Friday, May 01, 2009

PokerStars WSOP Satellites

By Pauly
Hollyweird, CA

PokerStars finally kicked off their WSOP satellites. I have a few assumptions why they waited until now, but at this point, who cares. The bottom line is that now is the time of year when you polish off your satellite game and try to win a seat into the big dance for a minimal investment.

You know the stories about the Moneymakers and the Raymers winning their seat on PokerStars and then going all the way in the Main Event. Heck, even last year, Iggy won one of the last big satellite promotions (the 200 seat giveaway that usually happens on a Saturday a week or so before the Main Event kicks off) last summer and secured a seat in the Main Event.

This year PokerStars is upgrading every single one of their Main Event satellite winners to SuperNova status. Interesting little twist this year.

I have no idea how many players the 2009 Main Event will get. Will it even break last year's number of 6,844? Or will it sink below the dreaded 6,000 threshold?
WSOP Main Event Champions & Number of Entrants:
2000 Jesus Ferguson - 512
2001 Carlos Mortensen - 613
2002 Robert Varkonyi - 631
2003 Chris Moneymaker - 839
2004 Greg Raymer - 2,576
2005 Joe Hachem - 5,619
2006 Jamie Gold - 8,773
2007 Jerry Yang - 6,358
2008 Peter Eastgate - 6,844
2009 ?? - ????

50K HORSE Champions & Number of Entrants:
2006 Chip Reese - 143
2007 Freddy Deeb - 148
2008 Scotty Nguyen - 148
2009 ?? - ???
Talk all the shit you want about Jamie Gold, but he faded the largest 10,000 buy-in field of all time. I wonder when the Main Event numbers will eclipse 8,773? Or how about 10,000? Well, that answer is easy. If the UIGEA gets reversed or Harrah's starts accepting direct buy-ins from the online poker sites, then the first year back the number will break 8,800 and then the second year the numbers will come close to busting 10,000. Then the WSOP can finally boast that the Main Event is a $100,000,000 prize pool.

If the UIGEA never happened, I think that the 100 million prize pool mark would have been set in 2007. Some day, that might happen. Some day.
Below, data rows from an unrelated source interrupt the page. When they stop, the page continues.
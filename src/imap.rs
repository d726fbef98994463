//! Mailbox session over IMAP
//!
//! Provides timeout-bounded wrappers around `async-imap` operations. All
//! network calls are enforced to use TLS, and timeouts are derived from
//! [`SessionConfig`]. The session is not safe for concurrent use: it is owned
//! by exactly one operation from open to [`MailboxSession::close`].

use std::future::Future;
use std::sync::Arc;
use std::time::Instant;

use async_imap::error::Error as ImapError;
use async_imap::types::Fetch;
use async_imap::{Client, Session};
use futures::TryStreamExt;
use rustls::ClientConfig;
use rustls::RootCertStore;
use rustls_pki_types::ServerName;
use secrecy::ExposeSecret;
use tokio::net::TcpStream;
use tokio::time::timeout;
use tokio_rustls::TlsConnector;
use tracing::{debug, info, warn};

use crate::config::{MailboxCredentials, SessionConfig};
use crate::errors::{ConnectionError, FetchError, SearchError};
use crate::models::SearchFilter;

/// Type alias for authenticated IMAP session over TLS
pub type ImapSession = Session<tokio_rustls::client::TlsStream<TcpStream>>;

/// Byte-exact RFC822 payload for one message
#[derive(Debug, Clone)]
pub struct RawMessage {
    pub uid: u32,
    pub bytes: Vec<u8>,
}

/// The mailbox operations the pipeline needs
///
/// Implemented by [`MailboxSession`]; tests substitute an in-memory mailbox.
pub trait MailSource {
    /// Select `folder` and return every matching UID in ascending order
    fn search(
        &mut self,
        folder: &str,
        filter: &SearchFilter,
    ) -> impl Future<Output = Result<Vec<u32>, SearchError>> + Send;

    /// Fetch the full original message for one UID
    fn fetch_raw(
        &mut self,
        uid: u32,
    ) -> impl Future<Output = Result<RawMessage, FetchError>> + Send;

    /// Release the session; never fails outward
    fn close(self) -> impl Future<Output = ()> + Send
    where
        Self: Sized;
}

/// Authenticated session bound to one mailbox login
pub struct MailboxSession {
    inner: ImapSession,
    config: SessionConfig,
    host: String,
}

impl MailboxSession {
    /// Connect to the IMAP server and authenticate
    ///
    /// Performs the full connection sequence with timeouts:
    /// 1. TCP connect (`connect_timeout_ms`)
    /// 2. TLS handshake with webpki roots (`greeting_timeout_ms`)
    /// 3. Read IMAP greeting (`greeting_timeout_ms`)
    /// 4. LOGIN (`greeting_timeout_ms`)
    ///
    /// # Errors
    ///
    /// - `InvalidSettings` if `secure` is false or the host is not a valid SNI name
    /// - `Timeout` if any phase times out
    /// - `Unreachable` for TCP failures
    /// - `Tls` for handshake failures
    /// - `AuthRejected` if the server refuses the login
    /// - `Protocol` for greeting failures
    pub async fn open(
        credentials: &MailboxCredentials,
        config: &SessionConfig,
    ) -> Result<Self, ConnectionError> {
        if !credentials.secure {
            return Err(ConnectionError::InvalidSettings(
                "insecure IMAP is not supported; set MAIL_TRIAGE_SECURE=true".to_owned(),
            ));
        }

        let started = Instant::now();
        let host = credentials.host.as_str();

        let tcp = timeout(
            config.connect_timeout(),
            TcpStream::connect((host, credentials.port)),
        )
        .await
        .map_err(|_| ConnectionError::Timeout("tcp connect timeout".to_owned()))
        .and_then(|r| r.map_err(|e| ConnectionError::Unreachable(format!("tcp connect failed: {e}"))))?;

        let mut roots = RootCertStore::empty();
        roots.extend(webpki_roots::TLS_SERVER_ROOTS.iter().cloned());
        let tls_config =
            ClientConfig::builder_with_provider(Arc::new(rustls::crypto::ring::default_provider()))
                .with_safe_default_protocol_versions()
                .map_err(|e| ConnectionError::Tls(format!("TLS configuration failed: {e}")))?
                .with_root_certificates(roots)
                .with_no_client_auth();
        let connector = TlsConnector::from(Arc::new(tls_config));

        let server_name = ServerName::try_from(credentials.host.clone()).map_err(|_| {
            ConnectionError::InvalidSettings("invalid IMAP host for TLS SNI".to_owned())
        })?;
        let tls_stream = timeout(config.greeting_timeout(), connector.connect(server_name, tcp))
            .await
            .map_err(|_| ConnectionError::Timeout("TLS handshake timeout".to_owned()))
            .and_then(|r| r.map_err(|e| ConnectionError::Tls(format!("TLS handshake failed: {e}"))))?;

        let mut client = Client::new(tls_stream);
        let greeting = timeout(config.greeting_timeout(), client.read_response())
            .await
            .map_err(|_| ConnectionError::Timeout("IMAP greeting timeout".to_owned()))
            .and_then(|r| {
                r.map_err(|e| ConnectionError::Protocol(format!("IMAP greeting failed: {e}")))
            })?;

        if greeting.is_none() {
            return Err(ConnectionError::Unreachable(
                "IMAP server closed connection before greeting".to_owned(),
            ));
        }

        let pass = credentials.pass.expose_secret();
        let session = timeout(
            config.greeting_timeout(),
            client.login(credentials.user.as_str(), pass),
        )
        .await
        .map_err(|_| ConnectionError::Timeout("IMAP login timeout".to_owned()))
        .and_then(|r| r.map_err(|(e, _)| classify_login_error(e)))?;

        info!(
            host,
            elapsed_ms = started.elapsed().as_millis() as u64,
            "mailbox session opened"
        );
        Ok(Self {
            inner: session,
            config: config.clone(),
            host: credentials.host.clone(),
        })
    }

    /// Send NOOP to test connection liveness
    pub async fn noop(&mut self) -> Result<(), ConnectionError> {
        timeout(self.config.socket_timeout(), self.inner.noop())
            .await
            .map_err(|_| ConnectionError::Timeout("NOOP timed out".to_owned()))
            .and_then(|r| r.map_err(|e| ConnectionError::Protocol(format!("NOOP failed: {e}"))))
    }

    /// Query server capabilities as sorted strings
    pub async fn capabilities(&mut self) -> Result<Vec<String>, ConnectionError> {
        let caps = timeout(self.config.socket_timeout(), self.inner.capabilities())
            .await
            .map_err(|_| ConnectionError::Timeout("CAPABILITY timed out".to_owned()))
            .and_then(|r| {
                r.map_err(|e| ConnectionError::Protocol(format!("CAPABILITY failed: {e}")))
            })?;
        let mut out = caps.iter().map(|c| format!("{c:?}")).collect::<Vec<_>>();
        out.sort();
        Ok(out)
    }

    /// Open `folder` read-only
    ///
    /// Uses `EXAMINE` so fetching never marks messages as read. The folder
    /// name is sent in modified UTF-7. Returns the message count.
    pub async fn select_folder(&mut self, folder: &str) -> Result<u32, SearchError> {
        if folder.is_empty() || folder.chars().any(|ch| ch.is_ascii_control()) {
            return Err(SearchError::FolderUnavailable(format!(
                "invalid folder name '{folder}'"
            )));
        }
        let encoded = utf7_imap::encode_utf7_imap(folder.to_owned());
        let selected = timeout(self.config.socket_timeout(), self.inner.examine(&encoded))
            .await
            .map_err(|_| SearchError::Timeout(format!("EXAMINE timed out for folder '{folder}'")))
            .and_then(|r| {
                r.map_err(|e| {
                    SearchError::FolderUnavailable(format!("cannot open folder '{folder}': {e}"))
                })
            })?;
        debug!(folder, exists = selected.exists, "folder opened");
        Ok(selected.exists)
    }

    /// Whether the server accepts non-synchronizing literals
    ///
    /// `LITERAL-` only covers literals up to 4096 bytes, which is more than a
    /// subject filter may hold.
    async fn supports_literal_plus(&mut self) -> Result<bool, SearchError> {
        let caps = timeout(self.config.socket_timeout(), self.inner.capabilities())
            .await
            .map_err(|_| SearchError::Timeout("CAPABILITY timed out".to_owned()))
            .and_then(|r| r.map_err(|e| SearchError::Rejected(format!("CAPABILITY failed: {e}"))))?;
        Ok(caps.has_str("LITERAL+") || caps.has_str("LITERAL-"))
    }

    async fn uid_fetch_one(&mut self, uid: u32, query: &str) -> Result<Fetch, FetchError> {
        let stream = timeout(
            self.config.socket_timeout(),
            self.inner.uid_fetch(uid.to_string(), query),
        )
        .await
        .map_err(|_| FetchError::Timeout(uid))
        .and_then(|r| {
            r.map_err(|e| FetchError::Protocol {
                uid,
                detail: e.to_string(),
            })
        })?;
        let fetches: Vec<Fetch> = timeout(self.config.socket_timeout(), stream.try_collect())
            .await
            .map_err(|_| FetchError::Timeout(uid))
            .and_then(|r| {
                r.map_err(|e| FetchError::Protocol {
                    uid,
                    detail: e.to_string(),
                })
            })?;

        fetches.into_iter().next().ok_or(FetchError::NotFound(uid))
    }
}

impl MailSource for MailboxSession {
    /// Runs `UID SEARCH` after opening the folder
    async fn search(
        &mut self,
        folder: &str,
        filter: &SearchFilter,
    ) -> Result<Vec<u32>, SearchError> {
        let literal_plus = if needs_literal(filter) {
            self.supports_literal_plus().await?
        } else {
            false
        };
        let query = build_search_query(filter, literal_plus)?;
        self.select_folder(folder).await?;
        let set = timeout(self.config.socket_timeout(), self.inner.uid_search(&query))
            .await
            .map_err(|_| SearchError::Timeout("UID SEARCH timed out".to_owned()))
            .and_then(|r| r.map_err(|e| SearchError::Rejected(format!("uid search failed: {e}"))))?;
        let mut uids: Vec<u32> = set.into_iter().collect();
        uids.sort_unstable();
        debug!(folder, matched = uids.len(), "search finished");
        Ok(uids)
    }

    /// Fetches `RFC822`; the folder is read-only so `\Seen` is not set
    async fn fetch_raw(&mut self, uid: u32) -> Result<RawMessage, FetchError> {
        let fetch = self.uid_fetch_one(uid, "UID RFC822").await?;
        let body = fetch.body().ok_or_else(|| FetchError::Protocol {
            uid,
            detail: "message has no RFC822 body".to_owned(),
        })?;
        Ok(RawMessage {
            uid,
            bytes: body.to_vec(),
        })
    }

    /// Logs out; a logout that errors or times out is only logged, and the
    /// socket is closed when `self` drops
    async fn close(mut self) {
        match timeout(self.config.socket_timeout(), self.inner.logout()).await {
            Ok(Ok(())) => debug!(host = %self.host, "mailbox session closed"),
            Ok(Err(e)) => warn!(host = %self.host, error = %e, "IMAP logout failed"),
            Err(_) => warn!(host = %self.host, "IMAP logout timed out"),
        }
    }
}

/// Map a LOGIN failure to a connection error
///
/// `NO`/`BAD` replies are credential problems; I/O failures are network
/// problems.
fn classify_login_error(err: ImapError) -> ConnectionError {
    match err {
        ImapError::No(msg) | ImapError::Bad(msg) => ConnectionError::AuthRejected(msg),
        ImapError::Io(e) => ConnectionError::Unreachable(format!("login I/O failed: {e}")),
        other => {
            let msg = other.to_string();
            if msg.to_ascii_lowercase().contains("auth") || msg.contains("LOGIN") {
                ConnectionError::AuthRejected(msg)
            } else {
                ConnectionError::Protocol(msg)
            }
        }
    }
}

/// Build the IMAP SEARCH criteria for a filter
///
/// `All` maps to the unconditional `ALL`. An ASCII subject filter becomes a
/// quoted `SUBJECT` criterion. Quoted strings are 7-bit only, so non-ASCII
/// text is sent as a non-synchronizing literal under `CHARSET UTF-8`, which
/// needs `literal_plus` (server advertises `LITERAL+` or `LITERAL-`).
///
/// # Errors
///
/// - `InvalidCriteria` for empty, oversized or control-character text, or
///   for non-ASCII text when the server cannot take a literal
pub fn build_search_query(filter: &SearchFilter, literal_plus: bool) -> Result<String, SearchError> {
    match filter {
        SearchFilter::All => Ok("ALL".to_owned()),
        SearchFilter::SubjectContains(text) => {
            let quoted = escape_imap_quoted(text)?;
            if text.is_ascii() {
                Ok(format!("SUBJECT \"{quoted}\""))
            } else if literal_plus {
                Ok(format!("CHARSET UTF-8 SUBJECT {{{}+}}\r\n{text}", text.len()))
            } else {
                Err(SearchError::InvalidCriteria(
                    "the server does not accept non-ASCII search text".to_owned(),
                ))
            }
        }
    }
}

fn needs_literal(filter: &SearchFilter) -> bool {
    matches!(filter, SearchFilter::SubjectContains(text) if !text.is_ascii())
}

/// Escape backslashes and quotes for IMAP quoted strings
fn escape_imap_quoted(input: &str) -> Result<String, SearchError> {
    if input.is_empty() || input.len() > 256 {
        return Err(SearchError::InvalidCriteria(
            "subject filter must be 1..256 bytes".to_owned(),
        ));
    }
    if input.chars().any(|ch| ch.is_control()) {
        return Err(SearchError::InvalidCriteria(
            "subject filter must not contain control characters".to_owned(),
        ));
    }
    Ok(input.replace('\\', "\\\\").replace('"', "\\\""))
}

/// Pick the newest `limit` ids, newest first
///
/// Ids are sorted ascending and deduplicated, the last `limit` kept, then
/// reversed. Returns every id when fewer than `limit` exist.
pub fn select_recent(mut ids: Vec<u32>, limit: usize) -> Vec<u32> {
    ids.sort_unstable();
    ids.dedup();
    let start = ids.len().saturating_sub(limit);
    let mut recent = ids.split_off(start);
    recent.reverse();
    recent
}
Anyway, there's lots of speculation and prop betting over the number of entrants in the Main Event, the 40K anniversary event, and the 50K HORSE event. I'd really like to wait and see the vibe of the 2009 WSOP before I lay serious money on the number of entrants in the Main Event and HORSE. If overall numbers decline for the preliminary events, the numbers for the big events will obviously come in lower. But if the preliminary events attract similar numbers from last year, there's a definite chance of the HORSE and Main Event breaking last year's records.
Pauly's 2009 WSOP Predictions:
40K NL - 188
50K HORSE - 145
Main Event - 7,100
The 40K is tricky. How do you set that line? The 25K WPT Championships attracted 338 runners (down from 545). The 10K Euro buy in EPT Grand Finale (equivalent to $13K or so) attracted 935 runners (up from 842 last year).

Can they get 200 in the 40K? That's a stretch. 150? Definitely. But no more than 200. Let's say 188. That number depends on a couple of things...
1. Selection - I wonder how many players skipped the 25K in favor of the 40K? The 40K is one of the few events that will air on ESPN this year. In addition, it's a bracelet event versus just a WPT championship. Then again, the 40K is going to be stacked. Do you really want to piss away 40K of your money or would you rather spread that around in fields with far inferior opponents? That decision from many second-tiered pros is going to be the make or break the total number of entrants.

2. Staking - I have been hearing rumblings that the big time staking syndicates have been tightening their belts. The money has not been flying around as freely as it once did. The big backers have slashed the number of ponies in their stables. One crew took a bath last summer during the WSOP and lost a huge chunk of change.

So many of Phil Ivey's horses were so deep into debt to him that he threw them all a collective bone and wiped out all debts. Not every pro who had a six-figure make up was so lucky with their backers. Instead of alleviating the debts (no federal bail outs for those broke dicks), the backers cut off the losing players and they no longer can find anyone to stake them until they pay back a substantial amount of their debts. That's one of those desperate Catch-22 situations that poker pros hope never to find themselves in. They need backing to get into an event in order to win enough money to pay off their debts.

As the number of staking opportunities decreases so too will the number of entrants in events and prize pools. But stranger things have happened at the WSOP. Maybe a fat cat from Dubai or a former weapons smuggler from one of the Balkan countries rolls into town with suitcases full of money and they put in hundreds of horses into these events. I'm sure that's every broke poker player's wet dream... to get a call from a Sheik telling them that they'll get a 100K float to play in the three big events at the 2009 WSOP... 40K NL, 50K HORSE, and the Main Event.
Of course, you never know. Only 120 players could show up for both HORSE and the 40K event and the economy might be that bad that less than 6,000 dreamers buy into the Main Event.